Edited excerpts from the interview:

Outlook for Q2FY25 Earnings Season

The earnings landscape has experienced a remarkable expansion in margins throughout FY24, primarily attributed to a decline in the Wholesale Price Index (WPI) from elevated levels witnessed in FY23, largely due to the Ukrainian conflict. As this adjustment occurs, market analysts anticipate a normalization of margins moving forward. A critical indicator of economic health will be top-line growth across various sectors. Current high-frequency indicators suggest a transient period of sluggishness, resulting in a slowdown in revenue growth for India Inc.

The second quarter of FY25 is expected to remain subdued, particularly in sectors driven by consumption and government capital expenditure, while private capex appears stable. The impact of elections and extreme weather conditions during the first half cannot be ignored, making the upcoming festive season integral to rejuvenating top-line growth. It is noteworthy that FY25 has seen an uptick in earnings downgrades compared to the previous year, making festive season performance a focal point for stakeholders.

Investment Strategy amidst FII Selling

In light of recent foreign institutional investor (FII) selling, domestic mutual funds and retail investors have stepped in to absorb this activity. Notably, large-cap and small- to mid-cap stocks have experienced a 5-6% decline from their peaks. Within our diversified funds, we maintain a strategy aligned with category-wide mandates, ensuring we remain largely invested while also exploring opportunities to enhance our equity allocations during market drawdowns.

China’s Economic Prospects

The recent Chinese market rally raises questions about its sustainability, particularly given the ongoing structural issues stemming from declining property prices. Following years of robust growth, China’s economic momentum appears to be waning post-pandemic. The country has historically relied on manufacturing and export channels to mitigate the slowdown in real estate; however, the underlying issue lies in sluggish domestic consumption. Policymakers must implement significant changes to prioritize domestic consumption. While recent initiatives signal intent to boost this sector, detailed measures are still awaited.

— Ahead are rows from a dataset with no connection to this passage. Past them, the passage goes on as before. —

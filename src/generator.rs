// Copyright 2025 N. Dornseif
//
// Dual-licensed under Apache 2.0 and MIT terms.

//! Generator descriptors and instances as seen by the test algorithms.
//!
//! A [`Generator`] is immutable metadata plus a factory for
//! [`GeneratorInstance`]s. Native algorithms from [`crate::rngs`] are wrapped
//! by [`NativeGenerator`], composed generators by [`Filtered`], which borrows
//! its parent descriptor instead of owning it.

use std::marker::PhantomData;
use std::time::Instant;

use log::info;

use crate::error::{Error, Result};
use crate::rngs::{self, RNG};
use crate::seed::SeedSource;

/// Draws used by the pre-run output width check.
const WIDTH_CHECK_DRAWS: usize = 1000;

/// Private state of one running generator. Never shared between threads.
pub trait GeneratorInstance: Send {
    /// Next output, only the lowest `output_width` bits may be set.
    fn next(&mut self) -> u64;

    /// Wrapping sum of the next `n` outputs.
    fn sum(&mut self, n: usize) -> u64 {
        let mut acc: u64 = 0;
        for _ in 0..n {
            acc = acc.wrapping_add(self.next());
        }
        acc
    }
}

/// Descriptor of a generator: name, output width and a factory.
pub trait Generator: Sync {
    fn name(&self) -> &str;

    fn description(&self) -> &str {
        ""
    }

    /// 32 or 64.
    fn output_width(&self) -> u32;

    fn create(&self, seeds: &SeedSource) -> Box<dyn GeneratorInstance>;

    /// Internal consistency check of the algorithm, if it has one.
    fn self_test(&self) -> Option<bool> {
        None
    }

    /// Descriptor this one was composed from.
    fn parent(&self) -> Option<&dyn Generator> {
        None
    }
}

/// A generator instance together with its output width.
/// This is what every test algorithm consumes.
pub struct GeneratorState {
    instance: Box<dyn GeneratorInstance>,
    nbits: u32,
}

impl GeneratorState {
    pub fn new(instance: Box<dyn GeneratorInstance>, nbits: u32) -> Self {
        assert!(
            nbits == 32 || nbits == 64,
            "generator output width must be 32 or 64 bits, got {nbits}"
        );
        GeneratorState { instance, nbits }
    }

    /// Create a fresh instance of `gen`.
    pub fn from_generator(gen: &dyn Generator, seeds: &SeedSource) -> Self {
        GeneratorState::new(gen.create(seeds), gen.output_width())
    }

    #[inline]
    pub fn next(&mut self) -> u64 {
        self.instance.next()
    }

    pub fn nbits(&self) -> u32 {
        self.nbits
    }

    pub fn sum(&mut self, n: usize) -> u64 {
        self.instance.sum(n)
    }
}

struct NativeInstance<R: RNG> {
    rng: R,
    width: u32,
}

impl<R: RNG> GeneratorInstance for NativeInstance<R> {
    #[inline]
    fn next(&mut self) -> u64 {
        if self.width == 32 {
            self.rng.next_u32() as u64
        } else {
            self.rng.next()
        }
    }
}

/// Descriptor for any algorithm implementing [`RNG`].
pub struct NativeGenerator<R> {
    name: &'static str,
    description: &'static str,
    width: u32,
    self_test: Option<fn() -> bool>,
    rng: PhantomData<fn() -> R>,
}

impl<R: RNG + 'static> NativeGenerator<R> {
    pub fn new(name: &'static str, description: &'static str, width: u32) -> Self {
        assert!(width == 32 || width == 64);
        NativeGenerator {
            name,
            description,
            width,
            self_test: None,
            rng: PhantomData,
        }
    }

    pub fn with_self_test(mut self, test: fn() -> bool) -> Self {
        self.self_test = Some(test);
        self
    }
}

impl<R: RNG + 'static> Generator for NativeGenerator<R> {
    fn name(&self) -> &str {
        self.name
    }

    fn description(&self) -> &str {
        self.description
    }

    fn output_width(&self) -> u32 {
        self.width
    }

    fn create(&self, seeds: &SeedSource) -> Box<dyn GeneratorInstance> {
        Box::new(NativeInstance {
            rng: R::new(seeds.seed64(self.name)),
            width: self.width,
        })
    }

    fn self_test(&self) -> Option<bool> {
        self.self_test.map(|test| test())
    }
}

/// Output transformations applied on top of a parent generator.
#[derive(Debug, Copy, Clone, PartialEq, Eq)]
pub enum FilterKind {
    /// Bit order of every output reversed.
    ReversedBits,
    /// 64 bit outputs split into two 32 bit values, lower half first.
    Interleaved,
    /// Upper 32 bits of a 64 bit generator.
    High32,
    /// Lower 32 bits of a 64 bit generator.
    Low32,
}

impl FilterKind {
    pub fn from_name(name: &str) -> Option<Self> {
        match name {
            "reverse" => Some(FilterKind::ReversedBits),
            "interleave" => Some(FilterKind::Interleaved),
            "high32" => Some(FilterKind::High32),
            "low32" => Some(FilterKind::Low32),
            _ => None,
        }
    }

    fn suffix(self) -> &'static str {
        match self {
            FilterKind::ReversedBits => "reversed",
            FilterKind::Interleaved => "interleaved32",
            FilterKind::High32 => "high32",
            FilterKind::Low32 => "low32",
        }
    }
}

struct FilteredInstance {
    inner: Box<dyn GeneratorInstance>,
    kind: FilterKind,
    parent_width: u32,
    pending: Option<u32>,
}

impl GeneratorInstance for FilteredInstance {
    fn next(&mut self) -> u64 {
        match self.kind {
            FilterKind::ReversedBits => {
                let x = self.inner.next();
                if self.parent_width == 32 {
                    (x as u32).reverse_bits() as u64
                } else {
                    x.reverse_bits()
                }
            }
            FilterKind::Interleaved => match self.pending.take() {
                Some(hi) => hi as u64,
                None => {
                    let x = self.inner.next();
                    self.pending = Some((x >> 32) as u32);
                    x & 0xffff_ffff
                }
            },
            FilterKind::High32 => self.inner.next() >> 32,
            FilterKind::Low32 => self.inner.next() & 0xffff_ffff,
        }
    }
}

/// Generator composed from a borrowed parent descriptor.
pub struct Filtered<'a> {
    parent: &'a dyn Generator,
    kind: FilterKind,
    name: String,
}

impl<'a> Filtered<'a> {
    pub fn new(parent: &'a dyn Generator, kind: FilterKind) -> Result<Self> {
        if kind != FilterKind::ReversedBits && parent.output_width() != 64 {
            return Err(Error::InvalidOption {
                test: parent.name().to_owned(),
                option: "filter".to_owned(),
                reason: format!("'{}' needs a 64-bit generator", kind.suffix()),
            });
        }
        Ok(Filtered {
            parent,
            kind,
            name: format!("{}:{}", parent.name(), kind.suffix()),
        })
    }
}

impl Generator for Filtered<'_> {
    fn name(&self) -> &str {
        &self.name
    }

    fn description(&self) -> &str {
        self.parent.description()
    }

    fn output_width(&self) -> u32 {
        match self.kind {
            FilterKind::ReversedBits => self.parent.output_width(),
            _ => 32,
        }
    }

    fn create(&self, seeds: &SeedSource) -> Box<dyn GeneratorInstance> {
        Box::new(FilteredInstance {
            inner: self.parent.create(seeds),
            kind: self.kind,
            parent_width: self.parent.output_width(),
            pending: None,
        })
    }

    fn self_test(&self) -> Option<bool> {
        self.parent.self_test()
    }

    fn parent(&self) -> Option<&dyn Generator> {
        Some(self.parent)
    }
}

/// Wrap `base` in the filter named `filter`, if any.
/// A filter without a generator to apply it to is an error.
pub fn resolve_filter<'a>(
    base: Option<&'a dyn Generator>,
    filter: Option<&str>,
) -> Result<Option<Filtered<'a>>> {
    let Some(filter) = filter else {
        return Ok(None);
    };
    let invalid = |test: &str, reason: String| Error::InvalidOption {
        test: test.to_owned(),
        option: "filter".to_owned(),
        reason,
    };
    let Some(base) = base else {
        return Err(invalid("none", format!("'{filter}' needs a generator")));
    };
    let kind = FilterKind::from_name(filter)
        .ok_or_else(|| invalid(base.name(), format!("unknown filter '{filter}'")))?;
    Filtered::new(base, kind).map(Some)
}

/// State of a native algorithm seeded directly, for unit tests.
#[cfg(test)]
pub(crate) fn native_state<R: RNG + 'static>(seed: u64, width: u32) -> GeneratorState {
    GeneratorState::new(Box::new(NativeInstance { rng: R::new(seed), width }), width)
}

/// Rejects 32 bit generators that emit anything in the upper half.
pub fn check_output_width(gen: &dyn Generator, seeds: &SeedSource) -> Result<()> {
    if gen.output_width() == 64 {
        return Ok(());
    }
    let mut instance = gen.create(seeds);
    for _ in 0..WIDTH_CHECK_DRAWS {
        if instance.next() >> 32 != 0 {
            return Err(Error::GeneratorOutputWidth {
                name: gen.name().to_owned(),
                width: gen.output_width(),
            });
        }
    }
    Ok(())
}

/// Generator throughput in bytes per second, measured with batched sums.
pub fn measure_speed(gen: &dyn Generator, seeds: &SeedSource, nvalues: usize) -> f64 {
    let mut instance = gen.create(seeds);
    let start = Instant::now();
    let sum = instance.sum(nvalues);
    let elapsed = start.elapsed().as_secs_f64().max(1e-9);
    info!("{}: sum of {} outputs = {:#018x}", gen.name(), nvalues, sum);
    (nvalues as f64) * (gen.output_width() as f64 / 8.0) / elapsed
}

/// All built-in generators.
pub fn builtin_generators() -> Vec<Box<dyn Generator>> {
    vec![
        Box::new(NativeGenerator::<rngs::ReferenceRand>::new(
            "chacha",
            "ChaCha12 stream cipher from the rand crate",
            64,
        )),
        Box::new(
            NativeGenerator::<rngs::stream_nlarx::StreamNLARXu128>::new(
                "stream_nlarx",
                "Counter based ARX mixer with seek",
                64,
            )
            .with_self_test(rngs::stream_nlarx::StreamNLARXu128::self_test),
        ),
        Box::new(NativeGenerator::<rngs::xorshift::XORShift128>::new(
            "xorshift128",
            "Marsaglia xorshift128",
            32,
        )),
        Box::new(NativeGenerator::<rngs::lcg::Randu>::new(
            "randu",
            "IBM RANDU LCG, two outputs combined",
            32,
        )),
        Box::new(NativeGenerator::<rngs::lcg::Lcg69069>::new(
            "lcg69069",
            "32-bit LCG with multiplier 69069",
            32,
        )),
        Box::new(NativeGenerator::<rngs::lcg::Mmix>::new(
            "mmix",
            "Knuth MMIX 64-bit LCG",
            64,
        )),
        Box::new(NativeGenerator::<rngs::lcg::Lehmer64>::new(
            "lehmer64",
            "128-bit multiplicative LCG, upper 64 bits",
            64,
        )),
        Box::new(NativeGenerator::<rngs::testgens::OnlyZero>::new(
            "zero",
            "Always returns 0",
            64,
        )),
        Box::new(NativeGenerator::<rngs::testgens::OnlyOne>::new(
            "ones",
            "Always returns all bits set",
            64,
        )),
        Box::new(NativeGenerator::<rngs::testgens::AlternatingBlocks>::new(
            "alternating_blocks",
            "Alternates between all zero and all one outputs",
            64,
        )),
        Box::new(NativeGenerator::<rngs::testgens::AlternatingBytes>::new(
            "alternating_bytes",
            "Constant 0xff00ff00... pattern",
            64,
        )),
    ]
}

/// Look up a built-in generator by name.
pub fn find_generator(name: &str) -> Result<Box<dyn Generator>> {
    builtin_generators()
        .into_iter()
        .find(|g| g.name() == name)
        .ok_or_else(|| Error::UnknownGenerator(name.to_owned()))
}

#[cfg(test)]
mod tests {
    use super::*;

    struct Counter(u64);
    impl GeneratorInstance for Counter {
        fn next(&mut self) -> u64 {
            self.0 += 1;
            self.0
        }
    }

    struct Wide;
    impl Generator for Wide {
        fn name(&self) -> &str {
            "wide"
        }
        fn output_width(&self) -> u32 {
            32
        }
        fn create(&self, _seeds: &SeedSource) -> Box<dyn GeneratorInstance> {
            Box::new(Counter(u32::MAX as u64 - 10))
        }
    }

    #[test]
    fn catalogue_names_are_unique() {
        let gens = builtin_generators();
        let mut names: Vec<&str> = gens.iter().map(|g| g.name()).collect();
        names.sort_unstable();
        names.dedup();
        assert_eq!(names.len(), gens.len());
        assert!(find_generator("nope").is_err());
    }

    #[test]
    fn builtin_32bit_generators_pass_width_check() {
        let seeds = SeedSource::from_seed(3);
        for gen in builtin_generators() {
            check_output_width(gen.as_ref(), &seeds).unwrap();
        }
    }

    #[test]
    fn width_check_rejects_overflowing_generator() {
        let seeds = SeedSource::from_seed(3);
        match check_output_width(&Wide, &seeds) {
            Err(Error::GeneratorOutputWidth { width, .. }) => assert_eq!(width, 32),
            other => panic!("unexpected {other:?}"),
        }
    }

    #[test]
    fn interleaved_splits_words_low_half_first() {
        let parent = find_generator("mmix").unwrap();
        let seeds_a = SeedSource::from_seed(9);
        let seeds_b = SeedSource::from_seed(9);
        let filtered = Filtered::new(parent.as_ref(), FilterKind::Interleaved).unwrap();
        assert_eq!(filtered.output_width(), 32);
        assert_eq!(filtered.parent().map(|p| p.name()), Some("mmix"));
        let mut raw = parent.create(&seeds_a);
        let mut split = filtered.create(&seeds_b);
        for _ in 0..10 {
            let x = raw.next();
            assert_eq!(split.next(), x & 0xffff_ffff);
            assert_eq!(split.next(), x >> 32);
        }
    }

    #[test]
    fn reversed_bits_keeps_width() {
        let parent = find_generator("xorshift128").unwrap();
        let filtered = Filtered::new(parent.as_ref(), FilterKind::ReversedBits).unwrap();
        let mut a = parent.create(&SeedSource::from_seed(2));
        let mut b = filtered.create(&SeedSource::from_seed(2));
        for _ in 0..10 {
            assert_eq!(b.next(), (a.next() as u32).reverse_bits() as u64);
        }
        assert!(Filtered::new(parent.as_ref(), FilterKind::High32).is_err());
    }

    #[test]
    fn filter_needs_a_generator() {
        assert!(matches!(resolve_filter(None, None), Ok(None)));
        match resolve_filter(None, Some("high32")) {
            Err(Error::InvalidOption { option, .. }) => assert_eq!(option, "filter"),
            Err(e) => panic!("unexpected {e:?}"),
            Ok(_) => panic!("filter without generator accepted"),
        }
        let parent = find_generator("mmix").unwrap();
        let filtered = resolve_filter(Some(parent.as_ref()), Some("low32")).unwrap();
        assert_eq!(filtered.map(|f| f.name().to_owned()).as_deref(), Some("mmix:low32"));
        assert!(resolve_filter(Some(parent.as_ref()), Some("middle32")).is_err());
    }

    #[test]
    fn self_test_is_forwarded() {
        let gen = find_generator("stream_nlarx").unwrap();
        assert_eq!(gen.self_test(), Some(true));
        assert_eq!(find_generator("zero").unwrap().self_test(), None);
    }
}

Geopolitical Impact of Iranian Conflict

In the face of geopolitical tensions, such as a potential attack by Israel on Iran, the market reaction is expected to be fleeting, similar to the response seen during the Russian invasion of Ukraine. The primary area of concern remains within oil markets, given the crucial nature of supply lines in the Middle East. Significant disruptions to oil supply could strain India’s economy, heavily reliant on energy imports. Additionally, any prolonged conflict may affect export dynamics due to increased freight costs, impacting profit margins and causing a dip in near-term earnings.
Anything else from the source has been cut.